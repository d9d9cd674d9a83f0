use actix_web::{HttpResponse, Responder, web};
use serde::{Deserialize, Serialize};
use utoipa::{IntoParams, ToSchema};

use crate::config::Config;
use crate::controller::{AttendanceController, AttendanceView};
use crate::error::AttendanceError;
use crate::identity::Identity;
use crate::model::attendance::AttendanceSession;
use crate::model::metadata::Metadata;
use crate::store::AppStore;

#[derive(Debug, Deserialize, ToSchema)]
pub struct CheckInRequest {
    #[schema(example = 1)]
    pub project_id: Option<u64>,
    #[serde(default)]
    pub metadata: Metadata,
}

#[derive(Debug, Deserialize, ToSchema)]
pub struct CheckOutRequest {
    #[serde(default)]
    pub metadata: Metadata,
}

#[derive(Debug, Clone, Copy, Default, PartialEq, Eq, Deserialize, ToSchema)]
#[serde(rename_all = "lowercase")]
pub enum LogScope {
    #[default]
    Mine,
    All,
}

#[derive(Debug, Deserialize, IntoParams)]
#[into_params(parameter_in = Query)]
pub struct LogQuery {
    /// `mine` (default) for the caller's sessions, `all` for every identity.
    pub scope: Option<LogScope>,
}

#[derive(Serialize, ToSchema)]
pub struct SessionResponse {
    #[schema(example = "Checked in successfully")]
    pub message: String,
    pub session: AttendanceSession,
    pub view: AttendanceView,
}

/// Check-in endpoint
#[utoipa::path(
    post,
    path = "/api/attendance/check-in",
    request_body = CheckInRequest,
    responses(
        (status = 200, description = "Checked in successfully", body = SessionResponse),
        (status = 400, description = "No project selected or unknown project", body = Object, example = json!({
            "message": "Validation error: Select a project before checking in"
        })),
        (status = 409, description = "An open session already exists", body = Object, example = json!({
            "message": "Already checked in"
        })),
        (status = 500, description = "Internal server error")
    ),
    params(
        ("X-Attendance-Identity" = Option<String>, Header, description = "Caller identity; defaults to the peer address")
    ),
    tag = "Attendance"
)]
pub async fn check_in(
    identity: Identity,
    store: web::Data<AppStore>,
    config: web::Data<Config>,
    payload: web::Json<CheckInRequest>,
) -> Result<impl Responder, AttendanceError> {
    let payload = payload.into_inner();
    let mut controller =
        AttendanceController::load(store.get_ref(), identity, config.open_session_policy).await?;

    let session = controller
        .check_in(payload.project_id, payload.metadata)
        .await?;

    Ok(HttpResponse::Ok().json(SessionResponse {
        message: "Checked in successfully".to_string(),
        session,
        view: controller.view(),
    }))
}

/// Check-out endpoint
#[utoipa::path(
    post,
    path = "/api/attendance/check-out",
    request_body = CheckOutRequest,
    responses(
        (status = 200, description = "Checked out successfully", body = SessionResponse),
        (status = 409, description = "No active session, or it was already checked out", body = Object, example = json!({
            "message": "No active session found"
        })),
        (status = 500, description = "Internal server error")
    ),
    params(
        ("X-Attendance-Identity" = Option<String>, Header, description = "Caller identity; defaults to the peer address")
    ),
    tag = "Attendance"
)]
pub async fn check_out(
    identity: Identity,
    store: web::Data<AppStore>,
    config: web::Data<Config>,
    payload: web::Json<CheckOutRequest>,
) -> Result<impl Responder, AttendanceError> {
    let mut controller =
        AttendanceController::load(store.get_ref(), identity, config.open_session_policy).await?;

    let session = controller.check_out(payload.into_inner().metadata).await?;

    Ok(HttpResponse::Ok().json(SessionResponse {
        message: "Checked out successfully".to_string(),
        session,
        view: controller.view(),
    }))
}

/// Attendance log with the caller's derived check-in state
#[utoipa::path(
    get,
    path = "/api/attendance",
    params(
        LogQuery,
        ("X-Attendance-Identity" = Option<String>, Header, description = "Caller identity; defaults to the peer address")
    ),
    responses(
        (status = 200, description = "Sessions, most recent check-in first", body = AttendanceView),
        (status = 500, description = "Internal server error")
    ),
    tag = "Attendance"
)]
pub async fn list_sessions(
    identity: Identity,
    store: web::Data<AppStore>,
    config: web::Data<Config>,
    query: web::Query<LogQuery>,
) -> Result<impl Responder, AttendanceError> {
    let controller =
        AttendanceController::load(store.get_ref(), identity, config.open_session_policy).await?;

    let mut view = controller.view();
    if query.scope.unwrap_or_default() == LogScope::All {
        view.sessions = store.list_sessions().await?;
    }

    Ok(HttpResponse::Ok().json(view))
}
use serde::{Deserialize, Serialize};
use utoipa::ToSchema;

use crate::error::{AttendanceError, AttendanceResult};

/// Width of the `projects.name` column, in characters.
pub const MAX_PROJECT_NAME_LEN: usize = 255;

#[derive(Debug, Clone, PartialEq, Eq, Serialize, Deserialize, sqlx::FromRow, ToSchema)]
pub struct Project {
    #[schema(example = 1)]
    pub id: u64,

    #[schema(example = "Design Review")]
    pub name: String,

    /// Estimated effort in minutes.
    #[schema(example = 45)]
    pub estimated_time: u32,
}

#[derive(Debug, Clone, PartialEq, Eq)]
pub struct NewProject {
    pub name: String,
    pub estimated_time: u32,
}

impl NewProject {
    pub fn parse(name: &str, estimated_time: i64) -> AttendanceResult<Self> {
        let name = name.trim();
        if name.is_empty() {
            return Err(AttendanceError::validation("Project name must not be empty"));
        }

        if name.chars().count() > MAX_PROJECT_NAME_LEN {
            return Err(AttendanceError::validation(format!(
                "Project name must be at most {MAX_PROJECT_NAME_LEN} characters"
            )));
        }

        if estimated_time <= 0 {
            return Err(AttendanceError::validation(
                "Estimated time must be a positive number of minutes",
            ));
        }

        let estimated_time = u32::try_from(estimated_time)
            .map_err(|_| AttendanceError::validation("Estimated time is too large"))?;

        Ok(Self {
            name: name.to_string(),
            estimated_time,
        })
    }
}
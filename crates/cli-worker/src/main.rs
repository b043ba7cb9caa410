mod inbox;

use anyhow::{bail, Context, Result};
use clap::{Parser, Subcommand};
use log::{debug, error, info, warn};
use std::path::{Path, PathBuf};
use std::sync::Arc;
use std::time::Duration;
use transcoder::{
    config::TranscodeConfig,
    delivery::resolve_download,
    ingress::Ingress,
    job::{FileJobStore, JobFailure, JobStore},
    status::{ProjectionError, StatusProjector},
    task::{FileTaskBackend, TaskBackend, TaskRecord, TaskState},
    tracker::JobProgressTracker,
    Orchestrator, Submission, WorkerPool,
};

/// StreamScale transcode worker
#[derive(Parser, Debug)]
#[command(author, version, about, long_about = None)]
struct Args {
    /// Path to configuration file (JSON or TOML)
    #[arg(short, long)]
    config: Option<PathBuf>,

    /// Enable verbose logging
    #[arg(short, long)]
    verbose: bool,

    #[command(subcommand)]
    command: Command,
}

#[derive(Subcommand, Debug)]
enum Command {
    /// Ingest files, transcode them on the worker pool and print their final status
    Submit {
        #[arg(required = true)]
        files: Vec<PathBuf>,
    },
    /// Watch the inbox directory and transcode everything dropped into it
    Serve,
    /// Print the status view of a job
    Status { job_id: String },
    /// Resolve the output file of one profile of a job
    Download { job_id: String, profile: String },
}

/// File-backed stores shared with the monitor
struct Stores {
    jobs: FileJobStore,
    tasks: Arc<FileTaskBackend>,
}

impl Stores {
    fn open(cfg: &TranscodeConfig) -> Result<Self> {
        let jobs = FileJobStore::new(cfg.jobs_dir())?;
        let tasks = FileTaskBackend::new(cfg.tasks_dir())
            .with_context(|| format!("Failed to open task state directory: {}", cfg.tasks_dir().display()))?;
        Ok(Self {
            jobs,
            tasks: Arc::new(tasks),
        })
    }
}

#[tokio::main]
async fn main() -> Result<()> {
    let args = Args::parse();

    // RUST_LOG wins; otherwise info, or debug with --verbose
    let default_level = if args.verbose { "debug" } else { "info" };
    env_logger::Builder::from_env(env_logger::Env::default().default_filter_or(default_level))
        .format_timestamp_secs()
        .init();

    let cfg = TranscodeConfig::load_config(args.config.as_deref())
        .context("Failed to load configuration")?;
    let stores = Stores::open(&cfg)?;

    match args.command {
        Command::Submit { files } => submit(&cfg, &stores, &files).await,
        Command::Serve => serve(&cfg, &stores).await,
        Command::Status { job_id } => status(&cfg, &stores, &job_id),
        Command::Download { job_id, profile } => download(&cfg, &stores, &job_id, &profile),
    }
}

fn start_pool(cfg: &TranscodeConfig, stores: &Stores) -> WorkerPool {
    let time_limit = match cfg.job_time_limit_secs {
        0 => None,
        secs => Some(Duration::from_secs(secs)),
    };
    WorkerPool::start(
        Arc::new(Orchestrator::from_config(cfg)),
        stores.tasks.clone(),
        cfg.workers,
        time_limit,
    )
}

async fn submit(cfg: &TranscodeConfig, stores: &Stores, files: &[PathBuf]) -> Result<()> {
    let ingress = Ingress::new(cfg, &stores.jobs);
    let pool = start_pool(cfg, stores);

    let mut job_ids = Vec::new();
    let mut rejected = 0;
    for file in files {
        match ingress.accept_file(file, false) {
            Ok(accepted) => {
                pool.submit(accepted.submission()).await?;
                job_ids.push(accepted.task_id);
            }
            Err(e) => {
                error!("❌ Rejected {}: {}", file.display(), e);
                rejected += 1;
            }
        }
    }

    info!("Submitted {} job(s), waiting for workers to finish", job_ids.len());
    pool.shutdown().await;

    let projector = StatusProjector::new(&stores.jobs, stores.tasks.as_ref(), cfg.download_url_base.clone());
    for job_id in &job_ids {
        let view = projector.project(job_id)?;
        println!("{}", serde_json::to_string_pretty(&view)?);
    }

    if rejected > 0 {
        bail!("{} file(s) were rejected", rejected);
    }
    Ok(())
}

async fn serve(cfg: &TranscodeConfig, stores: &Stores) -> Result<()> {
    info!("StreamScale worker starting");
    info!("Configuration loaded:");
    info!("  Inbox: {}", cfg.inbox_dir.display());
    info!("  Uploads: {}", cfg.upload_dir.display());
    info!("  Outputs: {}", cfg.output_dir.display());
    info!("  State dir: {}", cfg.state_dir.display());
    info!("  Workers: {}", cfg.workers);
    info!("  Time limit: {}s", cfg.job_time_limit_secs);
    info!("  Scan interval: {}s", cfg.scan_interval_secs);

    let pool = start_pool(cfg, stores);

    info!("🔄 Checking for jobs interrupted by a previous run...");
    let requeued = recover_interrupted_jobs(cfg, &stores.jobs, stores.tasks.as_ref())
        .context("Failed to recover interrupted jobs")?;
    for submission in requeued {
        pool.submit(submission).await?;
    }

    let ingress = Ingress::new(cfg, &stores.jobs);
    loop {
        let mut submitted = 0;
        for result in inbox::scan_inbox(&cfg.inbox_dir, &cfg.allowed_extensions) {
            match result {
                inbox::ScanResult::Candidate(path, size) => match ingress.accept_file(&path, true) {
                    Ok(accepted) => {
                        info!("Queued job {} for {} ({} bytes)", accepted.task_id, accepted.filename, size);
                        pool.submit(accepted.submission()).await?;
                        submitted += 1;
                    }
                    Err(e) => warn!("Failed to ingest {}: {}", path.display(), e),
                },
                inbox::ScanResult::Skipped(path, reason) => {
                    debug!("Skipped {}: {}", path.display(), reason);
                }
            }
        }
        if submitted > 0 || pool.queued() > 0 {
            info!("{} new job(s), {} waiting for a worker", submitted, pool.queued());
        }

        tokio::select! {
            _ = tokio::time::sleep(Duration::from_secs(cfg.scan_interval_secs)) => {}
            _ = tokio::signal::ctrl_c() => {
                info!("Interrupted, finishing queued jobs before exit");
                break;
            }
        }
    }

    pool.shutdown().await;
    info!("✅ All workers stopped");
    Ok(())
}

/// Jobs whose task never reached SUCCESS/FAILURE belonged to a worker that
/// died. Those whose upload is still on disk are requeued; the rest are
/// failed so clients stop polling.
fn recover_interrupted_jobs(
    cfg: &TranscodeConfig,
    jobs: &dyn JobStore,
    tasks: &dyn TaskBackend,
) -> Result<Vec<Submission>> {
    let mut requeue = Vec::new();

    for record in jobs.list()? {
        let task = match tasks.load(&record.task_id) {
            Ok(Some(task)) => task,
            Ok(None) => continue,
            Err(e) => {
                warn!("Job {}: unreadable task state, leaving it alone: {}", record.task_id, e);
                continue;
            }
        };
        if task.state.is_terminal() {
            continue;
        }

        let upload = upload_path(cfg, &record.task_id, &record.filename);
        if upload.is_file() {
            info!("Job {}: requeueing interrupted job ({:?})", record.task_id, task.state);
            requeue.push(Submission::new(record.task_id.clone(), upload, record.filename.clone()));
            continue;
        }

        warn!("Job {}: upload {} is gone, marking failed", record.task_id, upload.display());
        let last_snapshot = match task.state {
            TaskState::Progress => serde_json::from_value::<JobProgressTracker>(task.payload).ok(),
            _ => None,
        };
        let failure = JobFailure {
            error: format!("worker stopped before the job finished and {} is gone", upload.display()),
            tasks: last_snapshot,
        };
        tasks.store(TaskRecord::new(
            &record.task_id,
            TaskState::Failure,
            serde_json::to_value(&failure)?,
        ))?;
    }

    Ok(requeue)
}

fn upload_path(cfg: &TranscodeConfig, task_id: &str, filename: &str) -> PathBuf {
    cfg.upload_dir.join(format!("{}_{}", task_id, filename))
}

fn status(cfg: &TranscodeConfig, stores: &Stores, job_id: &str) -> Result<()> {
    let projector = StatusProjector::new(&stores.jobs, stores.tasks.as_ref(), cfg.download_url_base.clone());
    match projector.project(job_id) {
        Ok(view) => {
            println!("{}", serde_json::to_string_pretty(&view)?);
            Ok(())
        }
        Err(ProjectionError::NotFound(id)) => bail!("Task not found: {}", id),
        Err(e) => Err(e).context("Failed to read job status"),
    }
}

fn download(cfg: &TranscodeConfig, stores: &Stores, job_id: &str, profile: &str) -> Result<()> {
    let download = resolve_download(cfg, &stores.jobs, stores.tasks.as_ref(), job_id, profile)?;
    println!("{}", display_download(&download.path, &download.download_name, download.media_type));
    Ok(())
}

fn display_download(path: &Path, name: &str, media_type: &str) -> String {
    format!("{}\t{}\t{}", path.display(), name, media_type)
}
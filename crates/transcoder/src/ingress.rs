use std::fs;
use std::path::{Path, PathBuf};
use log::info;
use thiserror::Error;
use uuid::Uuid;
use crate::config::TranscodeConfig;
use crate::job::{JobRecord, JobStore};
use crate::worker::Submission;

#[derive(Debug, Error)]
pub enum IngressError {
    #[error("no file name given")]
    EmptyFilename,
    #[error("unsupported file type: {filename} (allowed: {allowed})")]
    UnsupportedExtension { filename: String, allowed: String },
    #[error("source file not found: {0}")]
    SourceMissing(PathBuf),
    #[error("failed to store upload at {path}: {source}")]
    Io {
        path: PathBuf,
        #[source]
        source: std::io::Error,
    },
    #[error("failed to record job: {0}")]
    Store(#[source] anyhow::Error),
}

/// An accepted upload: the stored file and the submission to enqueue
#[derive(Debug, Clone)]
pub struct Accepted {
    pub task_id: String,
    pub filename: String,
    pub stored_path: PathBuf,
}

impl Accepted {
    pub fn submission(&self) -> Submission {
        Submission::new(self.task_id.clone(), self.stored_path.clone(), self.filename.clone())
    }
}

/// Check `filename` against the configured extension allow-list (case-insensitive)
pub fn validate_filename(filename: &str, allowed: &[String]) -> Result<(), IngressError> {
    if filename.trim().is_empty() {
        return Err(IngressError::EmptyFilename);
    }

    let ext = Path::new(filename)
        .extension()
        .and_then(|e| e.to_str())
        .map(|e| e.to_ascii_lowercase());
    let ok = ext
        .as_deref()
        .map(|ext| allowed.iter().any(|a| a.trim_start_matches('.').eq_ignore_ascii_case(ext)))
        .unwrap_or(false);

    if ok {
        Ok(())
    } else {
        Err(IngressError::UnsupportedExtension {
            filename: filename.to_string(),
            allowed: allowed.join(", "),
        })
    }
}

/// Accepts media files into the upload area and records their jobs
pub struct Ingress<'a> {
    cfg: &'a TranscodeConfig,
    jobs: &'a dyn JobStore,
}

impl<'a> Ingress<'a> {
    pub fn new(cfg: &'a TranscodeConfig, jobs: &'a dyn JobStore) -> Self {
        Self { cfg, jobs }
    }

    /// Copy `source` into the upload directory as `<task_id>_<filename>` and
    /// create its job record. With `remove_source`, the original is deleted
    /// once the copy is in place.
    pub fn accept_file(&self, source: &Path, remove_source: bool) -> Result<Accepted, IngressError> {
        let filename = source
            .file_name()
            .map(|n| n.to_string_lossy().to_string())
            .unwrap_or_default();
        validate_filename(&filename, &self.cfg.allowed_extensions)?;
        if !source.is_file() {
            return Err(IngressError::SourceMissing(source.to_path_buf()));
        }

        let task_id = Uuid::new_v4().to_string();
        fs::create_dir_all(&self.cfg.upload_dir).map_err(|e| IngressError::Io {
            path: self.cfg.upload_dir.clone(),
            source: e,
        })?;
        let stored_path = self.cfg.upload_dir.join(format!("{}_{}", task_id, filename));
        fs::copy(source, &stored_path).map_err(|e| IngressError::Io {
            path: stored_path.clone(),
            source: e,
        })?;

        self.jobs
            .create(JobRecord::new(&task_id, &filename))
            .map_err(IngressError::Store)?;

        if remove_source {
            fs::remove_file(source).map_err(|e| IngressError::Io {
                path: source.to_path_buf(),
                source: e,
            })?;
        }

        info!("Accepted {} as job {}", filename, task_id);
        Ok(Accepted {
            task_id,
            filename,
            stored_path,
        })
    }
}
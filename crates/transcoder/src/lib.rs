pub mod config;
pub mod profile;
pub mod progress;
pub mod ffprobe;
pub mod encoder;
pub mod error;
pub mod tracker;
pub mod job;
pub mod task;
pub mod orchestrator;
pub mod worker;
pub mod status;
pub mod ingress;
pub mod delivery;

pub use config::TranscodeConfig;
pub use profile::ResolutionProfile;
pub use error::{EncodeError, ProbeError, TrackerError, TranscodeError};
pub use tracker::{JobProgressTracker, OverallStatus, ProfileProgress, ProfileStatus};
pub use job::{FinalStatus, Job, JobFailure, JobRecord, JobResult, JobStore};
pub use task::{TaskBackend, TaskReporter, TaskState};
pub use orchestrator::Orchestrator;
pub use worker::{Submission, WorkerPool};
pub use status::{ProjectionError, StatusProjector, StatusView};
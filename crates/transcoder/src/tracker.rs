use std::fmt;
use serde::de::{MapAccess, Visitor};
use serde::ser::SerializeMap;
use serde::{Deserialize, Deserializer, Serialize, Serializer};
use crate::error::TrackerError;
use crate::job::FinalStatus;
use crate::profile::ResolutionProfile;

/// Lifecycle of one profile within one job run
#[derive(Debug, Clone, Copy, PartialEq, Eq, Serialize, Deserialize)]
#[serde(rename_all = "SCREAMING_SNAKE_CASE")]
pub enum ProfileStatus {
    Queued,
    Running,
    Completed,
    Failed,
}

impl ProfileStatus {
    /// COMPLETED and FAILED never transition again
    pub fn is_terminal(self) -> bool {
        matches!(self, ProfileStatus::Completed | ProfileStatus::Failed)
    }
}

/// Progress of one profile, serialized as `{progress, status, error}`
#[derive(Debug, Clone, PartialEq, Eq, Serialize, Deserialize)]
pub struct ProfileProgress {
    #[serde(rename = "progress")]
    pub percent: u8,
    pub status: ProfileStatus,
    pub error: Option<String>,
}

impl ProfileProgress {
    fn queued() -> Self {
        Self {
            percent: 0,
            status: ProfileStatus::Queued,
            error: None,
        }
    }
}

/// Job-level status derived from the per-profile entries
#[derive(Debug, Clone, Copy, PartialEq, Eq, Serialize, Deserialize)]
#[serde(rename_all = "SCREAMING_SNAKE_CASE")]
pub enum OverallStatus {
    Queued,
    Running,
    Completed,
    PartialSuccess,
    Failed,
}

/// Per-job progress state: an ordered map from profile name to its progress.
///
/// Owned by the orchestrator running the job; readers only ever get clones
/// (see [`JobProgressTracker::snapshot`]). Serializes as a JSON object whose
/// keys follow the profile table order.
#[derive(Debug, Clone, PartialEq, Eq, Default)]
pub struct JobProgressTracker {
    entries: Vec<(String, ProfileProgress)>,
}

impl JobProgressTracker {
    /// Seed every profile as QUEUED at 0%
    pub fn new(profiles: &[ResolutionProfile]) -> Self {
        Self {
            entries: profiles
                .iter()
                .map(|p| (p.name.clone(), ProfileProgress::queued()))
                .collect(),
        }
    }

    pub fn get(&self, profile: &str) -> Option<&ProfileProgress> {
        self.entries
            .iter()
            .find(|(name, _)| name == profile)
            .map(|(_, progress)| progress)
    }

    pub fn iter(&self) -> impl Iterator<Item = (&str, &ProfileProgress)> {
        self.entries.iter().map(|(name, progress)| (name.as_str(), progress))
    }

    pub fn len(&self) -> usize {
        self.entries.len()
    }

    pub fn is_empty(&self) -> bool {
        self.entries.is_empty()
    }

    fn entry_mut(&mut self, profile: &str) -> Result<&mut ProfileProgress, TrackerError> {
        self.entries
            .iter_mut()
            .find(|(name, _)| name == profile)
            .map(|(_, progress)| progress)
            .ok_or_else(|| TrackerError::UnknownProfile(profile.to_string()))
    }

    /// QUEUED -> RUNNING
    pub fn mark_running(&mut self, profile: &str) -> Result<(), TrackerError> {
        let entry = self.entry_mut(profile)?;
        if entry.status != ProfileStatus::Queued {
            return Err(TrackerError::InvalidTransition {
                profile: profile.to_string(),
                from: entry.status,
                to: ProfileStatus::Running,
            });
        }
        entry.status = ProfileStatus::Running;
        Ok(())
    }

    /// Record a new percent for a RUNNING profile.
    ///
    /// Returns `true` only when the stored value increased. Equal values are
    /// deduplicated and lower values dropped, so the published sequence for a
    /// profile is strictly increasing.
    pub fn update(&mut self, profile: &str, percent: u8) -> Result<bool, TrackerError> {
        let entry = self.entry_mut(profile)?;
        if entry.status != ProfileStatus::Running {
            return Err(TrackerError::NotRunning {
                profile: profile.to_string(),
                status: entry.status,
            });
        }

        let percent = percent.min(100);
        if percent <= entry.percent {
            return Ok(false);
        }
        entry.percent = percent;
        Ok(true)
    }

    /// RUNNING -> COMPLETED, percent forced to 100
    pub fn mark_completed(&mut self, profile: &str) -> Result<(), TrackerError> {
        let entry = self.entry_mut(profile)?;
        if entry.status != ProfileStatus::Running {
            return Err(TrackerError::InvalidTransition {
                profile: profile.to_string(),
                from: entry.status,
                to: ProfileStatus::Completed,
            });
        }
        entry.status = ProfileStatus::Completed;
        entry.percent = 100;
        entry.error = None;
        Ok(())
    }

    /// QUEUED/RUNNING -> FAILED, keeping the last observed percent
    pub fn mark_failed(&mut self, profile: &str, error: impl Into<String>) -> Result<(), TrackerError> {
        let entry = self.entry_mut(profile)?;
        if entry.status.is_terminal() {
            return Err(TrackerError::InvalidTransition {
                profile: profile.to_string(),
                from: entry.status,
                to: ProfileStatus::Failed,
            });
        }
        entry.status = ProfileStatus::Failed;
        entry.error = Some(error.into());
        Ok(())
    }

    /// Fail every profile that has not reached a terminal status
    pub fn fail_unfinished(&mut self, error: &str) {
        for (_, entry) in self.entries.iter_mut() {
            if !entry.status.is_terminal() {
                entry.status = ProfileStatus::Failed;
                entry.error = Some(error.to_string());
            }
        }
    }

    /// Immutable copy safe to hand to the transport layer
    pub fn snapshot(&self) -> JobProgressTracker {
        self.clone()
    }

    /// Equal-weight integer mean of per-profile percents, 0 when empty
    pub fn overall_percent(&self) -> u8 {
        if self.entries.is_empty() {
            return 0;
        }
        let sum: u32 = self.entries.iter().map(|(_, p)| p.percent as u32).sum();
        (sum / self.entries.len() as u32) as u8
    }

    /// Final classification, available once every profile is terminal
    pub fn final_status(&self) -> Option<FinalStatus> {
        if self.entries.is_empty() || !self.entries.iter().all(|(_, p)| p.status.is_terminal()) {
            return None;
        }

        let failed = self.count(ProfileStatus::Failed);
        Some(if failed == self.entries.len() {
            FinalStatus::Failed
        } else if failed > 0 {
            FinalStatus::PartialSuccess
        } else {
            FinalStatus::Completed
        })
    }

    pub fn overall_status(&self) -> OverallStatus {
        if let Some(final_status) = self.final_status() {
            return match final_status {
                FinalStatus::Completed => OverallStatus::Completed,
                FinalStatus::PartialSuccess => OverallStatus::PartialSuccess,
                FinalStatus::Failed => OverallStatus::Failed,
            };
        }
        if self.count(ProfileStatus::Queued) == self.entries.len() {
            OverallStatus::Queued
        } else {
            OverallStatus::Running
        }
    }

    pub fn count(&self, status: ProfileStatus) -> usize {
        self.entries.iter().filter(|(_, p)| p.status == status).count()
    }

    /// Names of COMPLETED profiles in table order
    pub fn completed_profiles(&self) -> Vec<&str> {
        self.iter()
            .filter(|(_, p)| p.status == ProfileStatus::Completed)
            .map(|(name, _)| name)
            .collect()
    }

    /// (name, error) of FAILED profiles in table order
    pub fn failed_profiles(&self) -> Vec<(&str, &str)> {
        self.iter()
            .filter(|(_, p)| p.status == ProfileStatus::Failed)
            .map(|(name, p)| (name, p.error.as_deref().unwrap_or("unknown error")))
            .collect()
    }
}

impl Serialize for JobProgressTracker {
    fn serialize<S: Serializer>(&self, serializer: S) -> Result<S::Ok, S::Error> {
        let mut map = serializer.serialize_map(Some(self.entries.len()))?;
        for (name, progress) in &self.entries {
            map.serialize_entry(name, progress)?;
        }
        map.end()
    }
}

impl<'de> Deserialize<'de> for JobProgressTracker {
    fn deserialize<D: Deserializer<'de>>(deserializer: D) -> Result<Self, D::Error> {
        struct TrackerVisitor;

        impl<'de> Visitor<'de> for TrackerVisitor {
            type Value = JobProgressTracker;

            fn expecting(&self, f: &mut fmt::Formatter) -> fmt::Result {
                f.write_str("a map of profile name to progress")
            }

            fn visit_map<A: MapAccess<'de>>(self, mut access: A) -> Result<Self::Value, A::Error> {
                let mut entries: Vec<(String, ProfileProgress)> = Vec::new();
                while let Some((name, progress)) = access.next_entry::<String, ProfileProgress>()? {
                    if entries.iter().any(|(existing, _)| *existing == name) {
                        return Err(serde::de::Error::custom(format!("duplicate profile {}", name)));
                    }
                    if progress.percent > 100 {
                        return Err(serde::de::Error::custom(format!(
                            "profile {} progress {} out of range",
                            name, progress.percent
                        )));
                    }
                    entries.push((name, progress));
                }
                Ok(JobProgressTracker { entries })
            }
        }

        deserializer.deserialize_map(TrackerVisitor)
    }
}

_Required action_: Between the first line of the entries above and the line with "#[derive(Debug, Deserialize, IntoParams)]", both included, copy every line exactly and nothing outside that range.

_Task output_:
repository d9d9cd674d9a83f0
use actix_web::{HttpResponse, Responder, web};
use serde::{Deserialize, Serialize};
use utoipa::{IntoParams, ToSchema};

use crate::config::Config;
use crate::controller::{AttendanceController, AttendanceView};
use crate::error::AttendanceError;
use crate::identity::Identity;
use crate::model::attendance::AttendanceSession;
use crate::model::metadata::Metadata;
use crate::store::AppStore;

#[derive(Debug, Deserialize, ToSchema)]
pub struct CheckInRequest {
    #[schema(example = 1)]
    pub project_id: Option<u64>,
    #[serde(default)]
    pub metadata: Metadata,
}

#[derive(Debug, Deserialize, ToSchema)]
pub struct CheckOutRequest {
    #[serde(default)]
    pub metadata: Metadata,
}

#[derive(Debug, Clone, Copy, Default, PartialEq, Eq, Deserialize, ToSchema)]
#[serde(rename_all = "lowercase")]
pub enum LogScope {
    #[default]
    Mine,
    All,
}

#[derive(Debug, Deserialize, IntoParams)]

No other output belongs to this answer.